In den Szenarien, die in die Einsatzzentrale in Ulm eingespielt wurden, kam es zu gegnerischen Angriffen und weiteren Komplikationen, die den Truppenaufmarsch behinderten. Häfen waren durch Cyberangriffe eingeschränkt, Autobahnen waren nicht befahrbar und größere Truppenansammlungen wurden ausgespäht, sodass mit sog. hybriden Angriffen gerechnet werden musste.[8] Aufgabe des JSEC war es also, die Truppen- und Materialtransporte trotz Zwischenfällen sicher an ihren Bestimmungsort im Einsatzgebiet zu bringen. Wie in den Manövern Defender 2020 und Steadfast Defender 2021 geübt, würde auch im Ernstfall ein Truppenaufmarsch an die Ostgrenze der NATO ähnlich verlaufen.

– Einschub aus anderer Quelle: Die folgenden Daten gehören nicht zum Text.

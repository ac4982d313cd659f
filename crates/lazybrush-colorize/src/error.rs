//! Error types for lazybrush-colorize

use thiserror::Error;

/// Errors that can occur while building a context or computing a labeling
#[derive(Debug, Error)]
pub enum ColorizeError {
    /// Core library error
    #[error("core error: {0}")]
    Core(#[from] lazybrush_core::Error),

    /// Space partition error
    #[error("partition error: {0}")]
    Partition(#[from] lazybrush_partition::PartitionError),

    /// The min-cut engine rejected the flow problem
    #[error("solver error: {0}")]
    Solver(#[from] lazybrush_maxflow::FlowError),
}

/// Result type for colorization operations
pub type ColorizeResult<T> = Result<T, ColorizeError>;
//! Colorization context
//!
//! The context pairs two grids over the same canvas. The reference grid
//! records the line-art skeleton and never changes after construction;
//! it exists to restore "what the canvas looked like before any
//! scribbles" in O(affected area) instead of O(canvas). The working grid
//! is the one that gets refined along scribble outlines, labeled and
//! handed to the solver.
//!
//! Scribbles form an ordered list; on overlap the higher-indexed (more
//! recent) scribble wins. Every list mutation re-rasterizes only the
//! tiles its rect touches.

use lazybrush_core::Error as CoreError;
use lazybrush_core::{InputPoint, Intensity, Label, Point, Rect, Scribble, INTENSITY_MAX};
use lazybrush_partition::Grid;
use log::trace;

use crate::error::ColorizeResult;

/// Transient index value meaning "not assigned to a solver node"
pub(crate) const INDEX_UNDEFINED: i32 = -1;

/// Scribble index value meaning "no scribble claims this cell"
pub const SCRIBBLE_INDEX_UNDEFINED: i32 = -1;

/// Payload of reference-grid cells
#[derive(Debug, Clone, Copy, PartialEq, Eq)]
pub struct ReferenceCellData {
    pub intensity: Intensity,
}

impl Default for ReferenceCellData {
    fn default() -> Self {
        Self {
            intensity: INTENSITY_MAX,
        }
    }
}

/// Payload of working-grid cells
#[derive(Debug, Clone, Copy)]
pub struct WorkingCellData {
    /// Dense solver index, valid only while a labeling run flattens the
    /// grid
    pub(crate) index: i32,
    /// Index of the scribble that set `preferred_label`, used for
    /// priority resolution during rasterization
    pub scribble_index: i32,
    /// Label of the most recent scribble whose interior contains this
    /// cell's center
    pub preferred_label: Label,
    pub intensity: Intensity,
}

impl Default for WorkingCellData {
    fn default() -> Self {
        Self {
            index: INDEX_UNDEFINED,
            scribble_index: SCRIBBLE_INDEX_UNDEFINED,
            preferred_label: Label::UNDEFINED,
            intensity: INTENSITY_MAX,
        }
    }
}

/// The state a labeling run consumes: canvas structure plus scribbles
///
/// All operations run to completion on the caller's thread; the context
/// must not be read concurrently with a mutation.
#[derive(Debug, Clone)]
pub struct ColorizationContext<S> {
    reference_grid: Grid<ReferenceCellData>,
    working_grid: Grid<WorkingCellData>,
    scribbles: Vec<S>,
}

impl<S> Default for ColorizationContext<S> {
    /// The null context: no canvas; every operation is a no-op and
    /// `colorize` returns an empty labeling
    fn default() -> Self {
        Self {
            reference_grid: Grid::default(),
            working_grid: Grid::default(),
            scribbles: Vec::new(),
        }
    }
}

impl<S: Scribble> ColorizationContext<S> {
    /// Build a context over a canvas
    ///
    /// Both grids cover `rect` (rounded up to whole cells of side
    /// `cell_size`) and get every input point inserted as a 1x1 leaf
    /// carrying its intensity. Points outside the canvas are ignored.
    ///
    /// # Errors
    ///
    /// Returns an error if `cell_size` is not a positive power of two or
    /// `rect` is invalid.
    pub fn new(rect: Rect, cell_size: i32, points: &[InputPoint]) -> ColorizeResult<Self> {
        let mut reference_grid: Grid<ReferenceCellData> = Grid::new(rect, cell_size)?;
        let mut working_grid: Grid<WorkingCellData> = Grid::new(rect, cell_size)?;

        for point in points {
            if let Some(id) = reference_grid.add_point(point.position) {
                reference_grid.data_mut(id).intensity = point.intensity;
            }
            if let Some(id) = working_grid.add_point(point.position) {
                working_grid.data_mut(id).intensity = point.intensity;
            }
        }

        Ok(Self {
            reference_grid,
            working_grid,
            scribbles: Vec::new(),
        })
    }

    /// True for the default-constructed context
    #[inline]
    pub fn is_null(&self) -> bool {
        self.working_grid.is_null()
    }

    /// The line-art skeleton grid (read-only after construction)
    #[inline]
    pub fn reference_grid(&self) -> &Grid<ReferenceCellData> {
        &self.reference_grid
    }

    /// The grid that carries scribble refinement and labels
    #[inline]
    pub fn working_grid(&self) -> &Grid<WorkingCellData> {
        &self.working_grid
    }

    #[inline]
    pub(crate) fn working_grid_mut(&mut self) -> &mut Grid<WorkingCellData> {
        &mut self.working_grid
    }

    /// The ordered scribble list
    #[inline]
    pub fn scribbles(&self) -> &[S] {
        &self.scribbles
    }

    /// Get a scribble by index
    ///
    /// # Errors
    ///
    /// Returns an error if `index` is out of bounds.
    pub fn scribble(&self, index: usize) -> ColorizeResult<&S> {
        if index >= self.scribbles.len() {
            return Err(CoreError::IndexOutOfBounds {
                index,
                len: self.scribbles.len(),
            }
            .into());
        }
        Ok(&self.scribbles[index])
    }

    /// Append a scribble at the end of the list (highest priority)
    pub fn append_scribble(&mut self, scribble: S) {
        if self.is_null() {
            return;
        }
        let rect = scribble.rect();
        self.scribbles.push(scribble);
        self.clear_and_add_scribbles_in(&rect);
    }

    /// Insert a scribble at `index`, shifting later scribbles up
    ///
    /// # Errors
    ///
    /// Returns an error if `index` is greater than the list length.
    pub fn insert_scribble(&mut self, index: usize, scribble: S) -> ColorizeResult<()> {
        if index > self.scribbles.len() {
            return Err(CoreError::IndexOutOfBounds {
                index,
                len: self.scribbles.len(),
            }
            .into());
        }
        if self.is_null() {
            return Ok(());
        }
        let rect = scribble.rect();
        self.scribbles.insert(index, scribble);
        self.clear_and_add_scribbles_in(&rect);
        Ok(())
    }

    /// Remove and return the scribble at `index`
    ///
    /// # Errors
    ///
    /// Returns an error if `index` is out of bounds.
    pub fn remove_scribble(&mut self, index: usize) -> ColorizeResult<S> {
        if index >= self.scribbles.len() {
            return Err(CoreError::IndexOutOfBounds {
                index,
                len: self.scribbles.len(),
            }
            .into());
        }
        let scribble = self.scribbles.remove(index);
        self.clear_and_add_scribbles_in(&scribble.rect());
        Ok(scribble)
    }

    /// Replace the scribble at `index`, returning the one it displaces
    ///
    /// Equivalent to a removal followed by an insertion: the affected
    /// area is the old scribble's rect plus the new one's.
    ///
    /// # Errors
    ///
    /// Returns an error if `index` is out of bounds.
    pub fn replace_scribble(&mut self, index: usize, scribble: S) -> ColorizeResult<S> {
        let old = self.remove_scribble(index)?;
        self.insert_scribble(index, scribble)?;
        Ok(old)
    }

    /// Refresh the working grid's leaf neighbor caches
    ///
    /// Only the top and left lists are filled; the pairwise relation is
    /// symmetric, so every adjacency is still enumerated exactly once.
    pub fn update_neighbors(&mut self) {
        if self.is_null() {
            return;
        }
        self.working_grid.update_neighbors(true);
    }

    /// Reset the working grid inside `rect` and re-apply the scribbles
    /// that touch it
    fn clear_and_add_scribbles_in(&mut self, rect: &Rect) {
        self.clear_working_grid(rect);
        self.add_scribbles_to_working_grid(rect);
    }

    /// Phase A: collapse the affected tiles and restore the line-art
    /// refinement from the reference grid
    fn clear_working_grid(&mut self, rect: &Rect) {
        self.working_grid.clear_rect(rect);

        let mut skeleton: Vec<(Point, Intensity)> = Vec::new();
        self.reference_grid.visit_leaves_in(rect, |id| {
            if self.reference_grid.is_unit(id) {
                skeleton.push((
                    self.reference_grid.rect_of(id).top_left(),
                    self.reference_grid.data(id).intensity,
                ));
            }
            true
        });

        for (position, intensity) in skeleton {
            if let Some(id) = self.working_grid.add_point(position) {
                self.working_grid.data_mut(id).intensity = intensity;
            }
        }
    }

    /// Phase B: walk the scribbles from most recent to oldest, refine
    /// along their outlines and stamp their labels
    ///
    /// Processing order plus the `scribble_index` guard makes the
    /// highest-indexed scribble win every overlapping cell.
    fn add_scribbles_to_working_grid(&mut self, rect: &Rect) {
        let Some(adjusted) = self.working_grid.adjusted_rect(rect) else {
            return;
        };

        for index in (0..self.scribbles.len()).rev() {
            let scribble = &self.scribbles[index];
            let priority = index as i32;

            if adjusted.intersect(&scribble.rect()).is_none() {
                continue;
            }

            // Split the partition down to 1x1 along the outline, so the
            // cut can hug the scribble edge. Cells already claimed by a
            // more recent scribble are left alone.
            let mut refined = 0usize;
            for point in scribble.contour_points() {
                if !adjusted.contains(point) {
                    continue;
                }
                let Some(leaf) = self.working_grid.leaf_cell_at(point) else {
                    continue;
                };
                if self.working_grid.data(leaf).scribble_index > priority {
                    continue;
                }
                if self.working_grid.add_point(point).is_some() {
                    refined += 1;
                }
            }
            trace!(
                "scribble {}: refined along {} contour points in {:?}",
                index,
                refined,
                adjusted
            );

            // Stamp the label on every leaf whose center the scribble
            // contains.
            let mut covered = Vec::new();
            self.working_grid.visit_leaves_in(&adjusted, |id| {
                if self.working_grid.data(id).scribble_index <= priority
                    && scribble.contains_point(self.working_grid.center_of(id))
                {
                    covered.push(id);
                }
                true
            });
            let label = scribble.label();
            for id in covered {
                let data = self.working_grid.data_mut(id);
                data.scribble_index = priority;
                data.preferred_label = label;
            }
        }
    }
}
//! lazybrush-maxflow - Min-cut engine for the lazybrush colorization
//! engine
//!
//! A self-contained max-flow / min-cut solver over integer capacities
//! with the two-terminal interface graph-cut segmentation expects:
//! per-node terminal weights ([`FlowGraph::add_tweights`]), directed edge
//! pairs ([`FlowGraph::add_edge`]), one [`FlowGraph::maxflow`] solve and
//! per-node cut sides ([`FlowGraph::segment`]).
//!
//! The solver is deterministic: identical construction sequences produce
//! identical flows and identical cuts. Segmentation follows residual
//! reachability from the source, so among equal-cost cuts the one with
//! the smallest source side is reported and disconnected nodes default
//! to the sink side.
//!
//! # Examples
//!
//! ```
//! use lazybrush_maxflow::{FlowGraph, Segment};
//!
//! let mut graph = FlowGraph::with_capacity(2, 1);
//! let a = graph.add_node();
//! let b = graph.add_node();
//! graph.add_tweights(a, 10, 0).unwrap();
//! graph.add_tweights(b, 0, 10).unwrap();
//! graph.add_edge(a, b, 5, 5).unwrap();
//!
//! assert_eq!(graph.maxflow().unwrap(), 5);
//! assert_eq!(graph.segment(a), Segment::Source);
//! assert_eq!(graph.segment(b), Segment::Sink);
//! ```

pub mod error;
pub mod graph;

pub use error::{FlowError, FlowResult};
pub use graph::{FlowGraph, Segment};
//! Error types for lazybrush-partition

use thiserror::Error;

/// Errors that can occur while building or mutating a grid of quadtrees
#[derive(Debug, Error)]
pub enum PartitionError {
    /// Core library error
    #[error("core error: {0}")]
    Core(#[from] lazybrush_core::Error),

    /// Cell sizes must be positive powers of two so that refinement can
    /// reach 1x1 leaves.
    #[error("cell size must be a positive power of two, got {0}")]
    InvalidCellSize(i32),
}

/// Result type for partition operations
pub type PartitionResult<T> = Result<T, PartitionError>;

Koordination aus einer Hand

Bewegen sich NATO-Militärs durch andere Staaten des Bündnisgebiets, sind primär die jeweiligen Gastgeberländer für die Unterstützung und die Absicherung dieser Truppenbewegungen verantwortlich (Host Nation Support). Zudem müssen auch bei Truppenverlegungen nationale Einreiseregelungen sowie Zoll- und Gefahrgutbestimmungen berücksichtigt werden. Auch mit der Aktivierung des JSEC ändert sich dieser Grundsatz nicht. Bei einer Truppenverlegung von Portugal nach Litauen müssen beispielsweise fünf Ländergrenzen überschritten werden. Bisher brauchte es daher fünf separate Ansprechstellen und diverse Absprachen. In Zukunft nimmt das JSEC die Rolle des Koordinators ein. Ein Land, das Truppen verlegen will, fragt beim JSEC an und das Ulmer-Kommando klärt die Rahmenbedingungen mit den jeweiligen Ländern, die durchfahren werden. Kommt es darüber hinaus bei großen Truppenbewegungen zu Engpässen auf Straßen, Schienen und Wasserwegen, kann sich das JSEC einschalten und die Transporte im Sinne der NATO-Führung priorisieren. Für die konkrete Umsetzung und Unterstützung der Verlegungen bleiben weiterhin die jeweiligen Länder verantwortlich. Über das JSEC können sie allerdings im Fall von fehlenden Ressourcen Kräfte aus anderen NATO-Staaten für die jeweiligen Aufgaben wie den Schutz von Infrastruktur oder Logistikkräfte zur Errichtung von Abfertigungspunkten und Feldlagern abrufen.

Standort Ulm

Wie auch das JFC Norfolk nicht zufällig an der US-Ostküste, im größten Militärhafen der Welt mit besonderer Relevanz für den Atlantik, aufgestellt wurde, fiel auch die Entscheidung für Ulm nicht ohne Grund. Bereits im letzten Kalten Krieg beherbergte der Südwesten Deutschlands diverse Kommandostrukturen und Truppenteile der NATO. Zwischen 1956 und 2005 war das II. Korps der Bundeswehr in der Wilhelmsburgkaserne in Ulm untergebracht. Für den Kriegsfall war das Korps über das operative Kommando für Mitteleuropa (Allied Forces Central Europe) direkt der NATO unterstellt.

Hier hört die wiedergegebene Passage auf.